§ WORK REQUIRED
From the entries, copy every line that carries the string "Result".

....

impl Strategies {
    /// Reference kernels only.
    pub fn generic(bitdepth: u8) -> Self {
        Self {
            bitdepth,
            dct: [dct_4x4_scalar, dct_8x8_scalar, dct_16x16_scalar, dct_32x32_scalar],
            idct: [idct_4x4_scalar, idct_8x8_scalar, idct_16x16_scalar, idct_32x32_scalar],
            fast_forward_dst_4x4: fast_forward_dst_4x4_scalar,
            fast_inverse_dst_4x4: fast_inverse_dst_4x4_scalar,
            quant: quant_scalar,
            dequant: dequant_scalar,
            quantize_residual: quantize_residual_generic,
            coeff_abs_sum: coeff_abs_sum_scalar,
            fast_coeff_cost: fast_coeff_cost_scalar,
            selected: Op::ALL.iter().map(|&op| (op, Generic.name())).collect(),
        }
    }

    /// Register every available backend and pick one kernel per operation.
    pub fn select(options: &SelectorOptions) -> Result<Self, TqError> {
        let mut registry = Registry::new();
        let mut available = Vec::new();
        for backend in backends() {
            if backend.is_available() {
                backend.register(options.bitdepth, &mut registry);
                available.push(backend.name());
            }
        }
        let strategies = Self::from_registry(&registry, options)?;
        let mut in_use: Vec<&str> = strategies.selected.iter().map(|&(_, b)| b).collect();
        in_use.sort_unstable();
        in_use.dedup();
        info!(bitdepth = options.bitdepth, ?available, ?in_use, "kernel strategies selected");
        Ok(strategies)
    }

    /// Pick one kernel per operation from an explicit registry.
    pub fn from_registry(registry: &Registry, options: &SelectorOptions) -> Result<Self, TqError> {
        let mut selected = Vec::with_capacity(Op::ALL.len());
        let mut pick = |op: Op| -> Result<Kernel, TqError> {
            let preferred = options.override_for(op);
            let reg = registry
                .choose(op, preferred.as_deref())
                .ok_or(TqError::NoImplementation(op.name()))?;
            debug!(op = op.name(), backend = reg.backend, priority = reg.priority, "selected kernel");
            selected.push((op, reg.backend));
            Ok(reg.kernel)
        };

        let mut transform = |op: Op| -> Result<TransformFn, TqError> {
            match pick(op)? {
                Kernel::Transform(f) => Ok(f),
                _ => Err(TqError::NoImplementation(op.name())),
            }
        };
        let dct = [
            transform(Op::Dct4x4)?,
            transform(Op::Dct8x8)?,
            transform(Op::Dct16x16)?,
            transform(Op::Dct32x32)?,
        ];
        let idct = [
            transform(Op::Idct4x4)?,
            transform(Op::Idct8x8)?,
            transform(Op::Idct16x16)?,
            transform(Op::Idct32x32)?,
        ];
        let fast_forward_dst_4x4 = transform(Op::FastForwardDst4x4)?;
        let fast_inverse_dst_4x4 = transform(Op::FastInverseDst4x4)?;

        let Kernel::Quant(quant) = pick(Op::Quant)? else {
            return Err(TqError::NoImplementation(Op::Quant.name()));
        };
        let Kernel::Dequant(dequant) = pick(Op::Dequant)? else {
            return Err(TqError::NoImplementation(Op::Dequant.name()));
        };
        let Kernel::QuantizeResidual(quantize_residual) = pick(Op::QuantizeResidual)? else {
            return Err(TqError::NoImplementation(Op::QuantizeResidual.name()));
        };
        let Kernel::CoeffAbsSum(coeff_abs_sum) = pick(Op::CoeffAbsSum)? else {
            return Err(TqError::NoImplementation(Op::CoeffAbsSum.name()));
        };
        let Kernel::FastCoeffCost(fast_coeff_cost) = pick(Op::FastCoeffCost)? else {
            return Err(TqError::NoImplementation(Op::FastCoeffCost.name()));
        };

        Ok(Self {
            bitdepth: options.bitdepth,
            dct,
            idct,
            fast_forward_dst_4x4,
            fast_inverse_dst_4x4,
            quant,
            dequant,
            quantize_residual,
            coeff_abs_sum,
            fast_coeff_cost,
            selected,
        })
    }

    /// Bit depth the table was selected for.
    #[inline]
    pub fn bitdepth(&self) -> u8 {
        self.bitdepth
    }

    /// Forward transform kernel for `kind`.
    #[inline]
    pub fn forward(&self, kind: TransformKind) -> TransformFn {
        match kind {
            TransformKind::Dst4 => self.fast_forward_dst_4x4,
            TransformKind::Dct(size) => self.dct[size.size_id()],
        }
    }

    /// Inverse transform kernel for `kind`.
    #[inline]
    pub fn inverse(&self, kind: TransformKind) -> TransformFn {
        match kind {
            TransformKind::Dst4 => self.fast_inverse_dst_4x4,
            TransformKind::Dct(size) => self.idct[size.size_id()],
        }
    }

    /// Backend serving `op`.
    pub fn backend(&self, op: Op) -> &'static str {
        self.selected
            .iter()
            .find(|(o, _)| *o == op)
            .map_or(Generic.name(), |&(_, b)| b)
    }
}

static STRATEGIES: OnceLock<Strategies> = OnceLock::new();

/// Select the process-wide kernel table.
///
/// Repeated calls return the installed table as long as the bit depth
/// matches; a different bit depth is an error.
pub fn init(options: &SelectorOptions) -> Result<&'static Strategies, TqError> {
    let installed = match STRATEGIES.get() {
        Some(installed) => installed,
        None => {
            let selected = Strategies::select(options)?;
            STRATEGIES.get_or_init(|| selected)
        }
    };
    if installed.bitdepth != options.bitdepth {
        return Err(TqError::AlreadyInitialized(installed.bitdepth));
    }
    Ok(installed)
}

/// The process-wide kernel table.
///
/// Returns the table installed by [`init`], or selects one for 8-bit
/// samples on first use. Callers coding other bit depths must call [`init`]
/// before the first `get`.
pub fn get() -> &'static Strategies {
    STRATEGIES.get_or_init(|| {
        Strategies::select(&SelectorOptions::default()).unwrap_or_else(|err| {
            warn!(%err, "kernel selection failed, using generic kernels");
            Strategies::generic(8)
        })
    })
}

....

§ FINISHED TASK
    pub fn select(options: &SelectorOptions) -> Result<Self, TqError> {
    pub fn from_registry(registry: &Registry, options: &SelectorOptions) -> Result<Self, TqError> {
        let mut pick = |op: Op| -> Result<Kernel, TqError> {
        let mut transform = |op: Op| -> Result<TransformFn, TqError> {
pub fn init(options: &SelectorOptions) -> Result<&'static Strategies, TqError> {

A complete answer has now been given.